Sunél’s Blog | Did you take the right side at the fork in the road?

By
Sunél Veldtman, | 20 August 2021

When you have taken a fork in the road and you experience a good outcome, you can retrace your steps and think that you have done well by making that decision. You can follow your thought process and judge that you made a sound decision. “It was always going to be the right decision,” you say looking back at the options you surveyed at the fork in the road. But was it and can you extrapolate that decision into wisdom for future decisions?

Just because you had a favourable outcome, does it necessarily mean that you made a sound decision?

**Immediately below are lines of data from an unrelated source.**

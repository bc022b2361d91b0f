use std::io::Write;
use std::sync::Arc;
use std::time::Duration;

use bytes::Bytes;
use chrono::{TimeZone, Utc};
use stream_vault::storage::local_store::LocalFilesystemStore;
use stream_vault::storage::select_backend;
use stream_vault::{
    AppConfig, AppState, DataPoint, DataSet, Day, Error, SampleValue, StreamIdentity, StreamMetadata,
};
use tempfile::tempdir;
use uuid::Uuid;

fn day(s: &str) -> Day {
    s.parse().unwrap()
}

#[tokio::test]
async fn test_filesystem_save_and_get_complete() {
    let raw = tempdir().unwrap();
    let db = tempdir().unwrap();
    let config = AppConfig::for_filesystem(
        raw.path().to_string_lossy(),
        db.path().join("metadata.sqlite").to_string_lossy(),
    );
    let state = AppState::from_config(config).await.expect("Failed to build app state");
    let handler = &state.stream_handler;

    let identity = handler.resolve_identity("hr_stream", Uuid::new_v4()).await.unwrap();
    handler
        .save_stream(&identity, day("2024-01-01"), Bytes::from_static(b"\x01\x02\x03"), StreamMetadata::default())
        .await
        .expect("Save failed");

    let stream = handler
        .get_stream("hr_stream", Some(day("2024-01-01")), None, None, DataSet::Complete)
        .await
        .expect("Get failed");
    assert_eq!(stream.payload(), b"\x01\x02\x03");
    assert_eq!(stream.metadata, Some(StreamMetadata::default()));
    assert_eq!(stream.identity.as_ref(), Some(&identity));

    let on_disk = raw.path().join(identity.stream_id.to_string()).join("20240101");
    assert_eq!(std::fs::read(on_disk).unwrap(), b"\x01\x02\x03");
}

#[tokio::test]
async fn test_unsupported_store_fails_at_startup() {
    let config = AppConfig::from_yaml_str("nosql_storage: unsupported_store\n").unwrap();

    let err = select_backend(&config).await.err().unwrap();
    assert!(matches!(err, Error::Configuration(_)));
    assert!(err.to_string().contains("unsupported_store"));

    let err = AppState::from_config(config).await.err().unwrap();
    assert!(matches!(err, Error::Configuration(_)));
}

#[tokio::test]
async fn test_yaml_configured_samples_round_trip() {
    let raw = tempdir().unwrap();
    let mut file = tempfile::NamedTempFile::new().unwrap();
    writeln!(
        file,
        "nosql_storage: filesystem\nfilesystem:\n  filesystem_path: {}\nmetadata:\n  db_path: \":memory:\"",
        raw.path().display()
    )
    .unwrap();

    let state = AppState::from_config(AppConfig::load(file.path()).unwrap()).await.unwrap();
    let handler = &state.stream_handler;
    let owner = Uuid::new_v4();
    let identity = StreamIdentity::new("accel_stream", owner);

    let base = Utc.with_ymd_and_hms(2024, 3, 10, 12, 0, 0).unwrap();
    let samples: Vec<DataPoint> = (0..5)
        .rev()
        .map(|i| DataPoint::new(base + chrono::Duration::seconds(i), -18_000_000, SampleValue::Vector(vec![i as f64, 0.0, 9.8])))
        .collect();
    handler
        .save_samples(&identity, day("20240310"), samples, StreamMetadata::default())
        .await
        .unwrap();

    let decoded = handler.get_stream_samples("accel_stream", None, None, None).await.unwrap();
    assert_eq!(decoded.len(), 5);
    assert!(decoded.windows(2).all(|pair| pair[0].start_time <= pair[1].start_time));
    assert_eq!(handler.get_stream_days("accel_stream").await.unwrap(), vec![day("2024-03-10")]);
    assert_eq!(handler.get_user_streams(owner).await.unwrap(), vec![identity]);
}

#[tokio::test(flavor = "multi_thread", worker_threads = 4)]
async fn test_concurrent_saves_to_different_days() {
    let raw = tempdir().unwrap();
    let config = AppConfig::for_filesystem(raw.path().to_string_lossy(), ":memory:");
    let state = AppState::from_config(config).await.unwrap();
    let identity = Arc::new(StreamIdentity::new("hr_stream", Uuid::new_v4()));

    let mut handles = vec![];
    for d in 1..=7 {
        let handler = state.stream_handler.clone();
        let identity = identity.clone();
        handles.push(tokio::spawn(async move {
            handler
                .save_stream(
                    &identity,
                    day(&format!("2024-01-{:02}", d)),
                    Bytes::from(vec![d as u8; 1024]),
                    StreamMetadata::default(),
                )
                .await
        }));
    }
    for handle in handles {
        tokio::time::timeout(Duration::from_secs(10), handle)
            .await
            .expect("Save blocked")
            .unwrap()
            .expect("Save failed");
    }

    let stream = state
        .stream_handler
        .get_stream("hr_stream", None, None, None, DataSet::OnlyData)
        .await
        .unwrap();
    assert_eq!(stream.data.len(), 7);
    assert!(stream.metadata.is_none());
}

#[test]
fn test_filesystem_store_requires_existing_path() {
    let err = LocalFilesystemStore::new(&stream_vault::config::FilesystemConfig {
        filesystem_path: "/nonexistent/stream_vault/raw".to_string(),
    })
    .err()
    .unwrap();
    assert!(matches!(err, Error::Configuration(_)));
}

When the outcome of that decision was determined by a plethora of factors, out of your control, perhaps luck played a bigger role.

Think about profiting from a Bitcoin purchase. How much of any profit can be accredited to your decision-making skills when a tweet from Elon Musk caused the rise in the price, and which allowed you to sell at a profit?

And if you’re judging your decision shortly after the fork in the road, what about what still lies ahead on that road? Wouldn’t that also determine the success of your decision?

Let’s take a decision to sell your retirement savings at the outbreak of the pandemic last year. Three months later, your decision looked great. It looked like you took the right fork in the road. But a year later, your decision had a poor outcome, because, had you stayed invested, your retirement savings pool would have been better off.

What we do as humans, is look for confirmation that we were right. We look for information to prove that our decision at the fork in the road was the right one.  But we look through a biased lens. In most cases, many things could have happened to have made it the wrong decision.

We can credit our decision-making skills and extrapolate that into wisdom, when the outcome of those decisions was determined by a few predictable factors, even more so if they were under your control. But when the outcome is highly unpredictable, or not in your control, the outcome is a gamble and not determined by decision-making skills. In which case, “It worked out well,” is a better way of phrasing that choice in hindsight.

If we’re honest with ourselves, we should remain vigilant to the risks our decisions hold. We should remain humble about the prospects. It protects us against translating the success of chance decisions into false wisdom.